KYIV, Ukraine — They met in high school but became a couple years later, after meeting again on a dance floor at a Ukrainian nightclub. Married in 2001, they lived in a bedroom community outside Kyiv, in an apartment with their two children and their dogs, Benz and Cake. She was an accountant and he was a computer programmer.

Serhiy and Tetiana Perebyinis owned a Chevrolet minivan. They shared a country home with friends, and Ms. Perebyinis was a dedicated gardener and an avid skier. She had just returned from a ski trip to Georgia.

And then, late last month, Russia invaded Ukraine, and the fighting quickly moved toward Kyiv, the capital. It wasn’t long before artillery shells were crashing into their neighborhood. One night, a shell hit their building, prompting Ms. Perebyinis and the children to move to the basement. Finally, with her husband away in eastern Ukraine tending to his ailing mother, Ms.

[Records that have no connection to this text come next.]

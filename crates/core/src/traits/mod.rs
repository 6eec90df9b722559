pub mod clock;
pub mod random;
pub mod repository;

pub use clock::*;
pub use random::*;
pub use repository::*;
pub mod config;
pub mod constants;
pub mod errors;
pub mod models;
pub mod traits;

pub use config::AppConfig;
pub use errors::*;
pub use traits::{
    ChaosRepository, Clock, ClusterRepository, RandomSource, StorefrontRepository,
    TelemetryRepository,
};
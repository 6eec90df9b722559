use std::sync::Arc;

use tokio::sync::{broadcast, RwLock};
use tracing::{debug, info};

/// 优雅关闭管理器
pub struct ShutdownManager {
    /// 关闭信号发送器
    shutdown_tx: Arc<RwLock<Option<broadcast::Sender<()>>>>,
    /// 是否已经关闭
    is_shutdown: Arc<RwLock<bool>>,
}

impl ShutdownManager {
    pub fn new() -> Self {
        let (shutdown_tx, _) = broadcast::channel(16);

        Self {
            shutdown_tx: Arc::new(RwLock::new(Some(shutdown_tx))),
            is_shutdown: Arc::new(RwLock::new(false)),
        }
    }

    /// 订阅关闭信号
    pub async fn subscribe(&self) -> broadcast::Receiver<()> {
        let shutdown_tx = self.shutdown_tx.read().await;
        if let Some(ref tx) = *shutdown_tx {
            tx.subscribe()
        } else {
            // 已经关闭时返回一个立即触发的接收器
            let (tx, rx) = broadcast::channel(1);
            let _ = tx.send(());
            rx
        }
    }

    /// 触发关闭，重复调用无效果
    pub async fn shutdown(&self) {
        let mut is_shutdown = self.is_shutdown.write().await;
        if *is_shutdown {
            debug!("关闭管理器已经触发过关闭");
            return;
        }

        info!("触发系统关闭");
        *is_shutdown = true;

        let mut shutdown_tx = self.shutdown_tx.write().await;
        if let Some(tx) = shutdown_tx.take() {
            debug!("发送关闭信号给 {} 个订阅者", tx.receiver_count());
            // 没有订阅者时发送失败，忽略
            let _ = tx.send(());
        }
    }

    #[cfg(test)]
    async fn is_shutdown(&self) -> bool {
        *self.is_shutdown.read().await
    }
}

impl Default for ShutdownManager {
    fn default() -> Self {
        Self::new()
    }
}

impl Clone for ShutdownManager {
    fn clone(&self) -> Self {
        Self {
            shutdown_tx: Arc::clone(&self.shutdown_tx),
            is_shutdown: Arc::clone(&self.is_shutdown),
        }
    }
}

#[cfg(test)]
mod tests {
    use super::*;
    use std::time::Duration;
    use tokio::time::timeout;

    #[tokio::test]
    async fn test_shutdown_manager_basic() {
        let manager = ShutdownManager::new();
        assert!(!manager.is_shutdown().await);

        let mut rx = manager.subscribe().await;
        manager.shutdown().await;

        let result = timeout(Duration::from_millis(100), rx.recv()).await;
        assert!(result.is_ok());
        assert!(manager.is_shutdown().await);
    }

    #[tokio::test]
    async fn test_multiple_subscribers() {
        let manager = ShutdownManager::new();
        let mut rx1 = manager.subscribe().await;
        let mut rx2 = manager.subscribe().await;

        manager.shutdown().await;

        assert!(timeout(Duration::from_millis(100), rx1.recv()).await.is_ok());
        assert!(timeout(Duration::from_millis(100), rx2.recv()).await.is_ok());
    }

    #[tokio::test]
    async fn test_subscribe_after_shutdown() {
        let manager = ShutdownManager::new();
        manager.shutdown().await;

        let mut rx = manager.subscribe().await;
        let result = timeout(Duration::from_millis(100), rx.recv()).await;
        assert!(matches!(result, Ok(Ok(()))));
    }

    #[tokio::test]
    async fn test_double_shutdown() {
        let manager = ShutdownManager::new();
        let cloned = manager.clone();

        manager.shutdown().await;
        cloned.shutdown().await;

        assert!(cloned.is_shutdown().await);
    }
}
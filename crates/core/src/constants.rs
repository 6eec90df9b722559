//! 模拟平台常量

/// 混沌实验默认持续时间（秒）
pub const DEFAULT_EXPERIMENT_DURATION_SECONDS: i64 = 30;

/// 调度周期默认值（秒）
pub const DEFAULT_TICK_INTERVAL_SECONDS: u64 = 5;

/// 每个服务每个周期产生500错误样本的默认概率
pub const DEFAULT_ERROR_SAMPLE_PROBABILITY: f64 = 0.05;

/// 默认模拟的服务集合
pub const DEFAULT_SERVICES: [&str; 3] = ["frontend", "backend", "database"];

pub const METRIC_REQUEST_DURATION: &str = "http_request_duration_seconds";
pub const METRIC_REQUESTS_TOTAL: &str = "http_requests_total";

/// 延迟样本基线与抖动
pub const LATENCY_BASE_MS: f64 = 20.0;
pub const LATENCY_JITTER_MS: f64 = 50.0;

/// 请求数与错误数上界（不含）
pub const REQUEST_COUNT_UPPER: u64 = 100;
pub const ERROR_COUNT_UPPER: u64 = 5;

/// 日志来源组件
pub const COMPONENT_KUBELET: &str = "kubelet";
pub const COMPONENT_KUBE_SCHEDULER: &str = "kube-scheduler";
pub const COMPONENT_CHAOS_CONTROLLER: &str = "chaos-controller";
pub const COMPONENT_FRONTEND: &str = "frontend";

/// 商城订单的模拟单价
pub const MOCK_ORDER_UNIT_PRICE: f64 = 10.0;

/// 查询条数上限
pub const METRICS_QUERY_LIMIT: i64 = 100;
pub const METRICS_BY_NAME_QUERY_LIMIT: i64 = 50;
pub const LOGS_QUERY_LIMIT: i64 = 100;

/// 单个混沌实验允许的最长持续时间（秒）
pub const MAX_EXPERIMENT_DURATION_SECONDS: i32 = 3600;

/// 种子Pod名称的随机后缀长度
pub const POD_NAME_SUFFIX_LEN: usize = 5;
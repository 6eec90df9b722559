use std::sync::Arc;

use chrono::{DateTime, Utc};
use tracing::{debug, info, warn};

use sentinel_core::{
    constants::{COMPONENT_KUBELET, COMPONENT_KUBE_SCHEDULER},
    models::{ChaosExperiment, ExperimentStatus, ExperimentType, NewLogEntry, PodStatus},
    traits::{ChaosRepository, Clock, ClusterRepository, RandomSource, TelemetryRepository},
    SentinelError, SentinelResult,
};
use sentinel_infrastructure::{MetricsCollector, StructuredLogger};

/// 单个实验在本周期内的处理结果
#[derive(Debug, Clone, PartialEq, Eq)]
pub enum ExperimentOutcome {
    /// 已过期并完成，附带自愈的Pod数
    Completed { pods_healed: usize },
    /// 杀掉了一个Pod
    PodKilled { pod_id: i64 },
    /// 仍在运行但本周期没有可作用的对象
    NoEffect,
}

/// 一次混沌处理的汇总
#[derive(Debug, Clone, Default, PartialEq, Eq)]
pub struct ChaosPassReport {
    pub evaluated: usize,
    pub completed: usize,
    pub pods_killed: usize,
    pub pods_healed: usize,
    pub failures: usize,
}

/// 混沌实验生命周期管理器
///
/// 每个周期扫描所有运行中的实验：到期的标记为完成并触发全局自愈，
/// 未到期的按类型施加效果。单个实验出错只记录日志，不影响其他实验。
pub struct ChaosLifecycleManager {
    cluster: Arc<dyn ClusterRepository>,
    telemetry: Arc<dyn TelemetryRepository>,
    chaos: Arc<dyn ChaosRepository>,
    clock: Arc<dyn Clock>,
    random: Arc<dyn RandomSource>,
    default_duration_seconds: i64,
    metrics: MetricsCollector,
}

impl ChaosLifecycleManager {
    pub fn new(
        cluster: Arc<dyn ClusterRepository>,
        telemetry: Arc<dyn TelemetryRepository>,
        chaos: Arc<dyn ChaosRepository>,
        clock: Arc<dyn Clock>,
        random: Arc<dyn RandomSource>,
        default_duration_seconds: i64,
        metrics: MetricsCollector,
    ) -> Self {
        Self {
            cluster,
            telemetry,
            chaos,
            clock,
            random,
            default_duration_seconds,
            metrics,
        }
    }

    pub async fn run_pass(&self) -> ChaosPassReport {
        let mut report = ChaosPassReport::default();

        let running = match self
            .chaos
            .list_experiments_by_status(ExperimentStatus::Running)
            .await
        {
            Ok(running) => running,
            Err(e) => {
                warn!("读取运行中的混沌实验失败: {}", e);
                StructuredLogger::log_store_error("chaos_manager", "list_experiments", &e);
                self.metrics.record_store_error("list_experiments");
                report.failures += 1;
                return report;
            }
        };
        self.metrics.update_running_experiments(running.len() as f64);

        let now = self.clock.now();
        for experiment in &running {
            report.evaluated += 1;
            match self.process(experiment, now).await {
                Ok(ExperimentOutcome::Completed { pods_healed }) => {
                    report.completed += 1;
                    report.pods_healed += pods_healed;
                }
                Ok(ExperimentOutcome::PodKilled { .. }) => report.pods_killed += 1,
                Ok(ExperimentOutcome::NoEffect) => {}
                Err(e) => {
                    warn!("处理混沌实验 {} 失败: {}", experiment.id, e);
                    StructuredLogger::log_store_error("chaos_manager", "process_experiment", &e);
                    self.metrics.record_store_error("process_experiment");
                    report.failures += 1;
                }
            }
        }

        report
    }

    /// 处理单个运行中的实验
    pub async fn process(
        &self,
        experiment: &ChaosExperiment,
        now: DateTime<Utc>,
    ) -> SentinelResult<ExperimentOutcome> {
        if experiment.is_expired(now, self.default_duration_seconds) {
            let pods_healed = self.complete(experiment, now).await?;
            return Ok(ExperimentOutcome::Completed { pods_healed });
        }

        self.apply_effect(experiment).await
    }

    /// 施加实验效果，只有 pod-kill 会修改Pod
    pub async fn apply_effect(
        &self,
        experiment: &ChaosExperiment,
    ) -> SentinelResult<ExperimentOutcome> {
        match experiment.experiment_type {
            ExperimentType::PodKill => self.kill_random_pod(experiment).await,
            ExperimentType::NetworkLatency | ExperimentType::CpuStress => {
                Ok(ExperimentOutcome::NoEffect)
            }
        }
    }

    async fn kill_random_pod(
        &self,
        experiment: &ChaosExperiment,
    ) -> SentinelResult<ExperimentOutcome> {
        let candidates = self
            .cluster
            .list_pods_by_service_and_status(&experiment.target_service, PodStatus::Running)
            .await?;

        let Some(index) = self.random.pick_index(candidates.len()) else {
            debug!(
                "实验 {} 的目标服务 {} 没有运行中的Pod",
                experiment.id, experiment.target_service
            );
            return Ok(ExperimentOutcome::NoEffect);
        };
        let victim = &candidates[index];

        self.cluster
            .update_pod(victim.id, PodStatus::CrashLoopBackOff, None)
            .await?;

        StructuredLogger::log_pod_killed(
            victim.id,
            &victim.name,
            &victim.service,
            experiment.id,
        );
        self.metrics.record_pod_killed(&victim.service);

        let entry = NewLogEntry::error(
            COMPONENT_KUBELET,
            format!("Liveness probe failed for {}. Container killed.", victim.name),
            self.clock.now(),
        );
        self.append_log(&entry).await;

        Ok(ExperimentOutcome::PodKilled { pod_id: victim.id })
    }

    /// 标记实验完成并执行自愈；状态写入失败时不自愈
    async fn complete(&self, experiment: &ChaosExperiment, now: DateTime<Utc>) -> SentinelResult<usize> {
        if !experiment
            .status
            .can_transition_to(ExperimentStatus::Completed)
        {
            return Err(SentinelError::InvalidStatusTransition {
                from: experiment.status.to_string(),
                to: ExperimentStatus::Completed.to_string(),
            });
        }

        self.chaos
            .update_experiment_status(experiment.id, ExperimentStatus::Completed)
            .await?;

        let elapsed = experiment
            .elapsed(now)
            .map(|elapsed| elapsed.num_seconds())
            .unwrap_or_default();
        StructuredLogger::log_experiment_completed(experiment.id, &experiment.title, elapsed);
        self.metrics.record_experiment_completed();

        self.heal_sweep().await
    }

    /// 将所有非 Running 的Pod恢复为 Running，重启次数加一
    ///
    /// 作用于整个集群，而不只是到期实验的目标服务。
    pub async fn heal_sweep(&self) -> SentinelResult<usize> {
        let pods = self.cluster.list_pods().await?;
        let mut healed = 0;

        for pod in pods.iter().filter(|pod| !pod.is_running()) {
            let restarts = pod.healed_restarts();
            if let Err(e) = self
                .cluster
                .update_pod(pod.id, PodStatus::Running, Some(restarts))
                .await
            {
                warn!("恢复Pod {} 失败: {}", pod.name, e);
                StructuredLogger::log_store_error("chaos_manager", "heal_pod", &e);
                self.metrics.record_store_error("heal_pod");
                continue;
            }

            healed += 1;
            StructuredLogger::log_pod_healed(pod.id, &pod.name, restarts);

            let entry = NewLogEntry::info(
                COMPONENT_KUBE_SCHEDULER,
                format!("Self-healing: Restarted pod {}", pod.name),
                self.clock.now(),
            );
            self.append_log(&entry).await;
        }

        if healed > 0 {
            info!("自愈完成，恢复了 {} 个Pod", healed);
            self.metrics.record_pods_healed(healed as u64);
        }
        Ok(healed)
    }

    async fn append_log(&self, entry: &NewLogEntry) {
        if let Err(e) = self.telemetry.append_log(entry).await {
            warn!("写入日志失败: {}", e);
            StructuredLogger::log_store_error("chaos_manager", "append_log", &e);
            self.metrics.record_store_error("append_log");
        }
    }
}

Perebyinis decided it was time to take her children and run.

They didn’t make it. She and her two children, Mykyta, 18, and Alisa, 9, along with a church volunteer who was helping them, Anatoly Berezhnyi, 26, were killed on Sunday as they dashed across the concrete remnants of a damaged bridge in their town of Irpin, trying to evacuate to Kyiv.

Their luggage — a blue roller suitcase, a gray suitcase and some backpacks — was scattered near their bodies, along with a green carrying case for a small dog that was barking.

They were four people among the many who tried to cross that bridge last weekend but their deaths resonated far beyond their Ukrainian suburb. A photograph of the family and Mr. Berezhnyi lying bloodied and motionless, taken by the New York Timesphotographer Lynsey Addario, encapsulates the indiscriminate slaughter by an invading Russian army that has increasingly targeted heavily-populated civilian areas.

Ukrainian soldiers trying to save a man — the only one of four at that moment who still had a pulse — moments after being hit by a mortar while trying to flee Irpin, near Kyiv, on Sunday.Credit…Lynsey Addario for The New York Times

The family’s lives and their final hours were described in an interview Friday by Mr. Perebyinis and a godmother, Polina Nedava. Mr. Perebyinis said he learned of the death of his family on Twitter, from posts by Ukrainians.

Breaking down in tears for the only time in the interview, Mr. Perebyinis said he told his wife the night before she died that he was sorry he wasn’t with her.

“I told her, ‘Forgive me that I couldn’t defend you,’” he said. “I tried to care for one person, and it meant I cannot protect you.”

“She said, ‘Don’t worry, I will get out.’”

After she didn’t, he said he felt it was important that their deaths had been recorded in photographs and video. “The whole world should know what is happening here,” he said.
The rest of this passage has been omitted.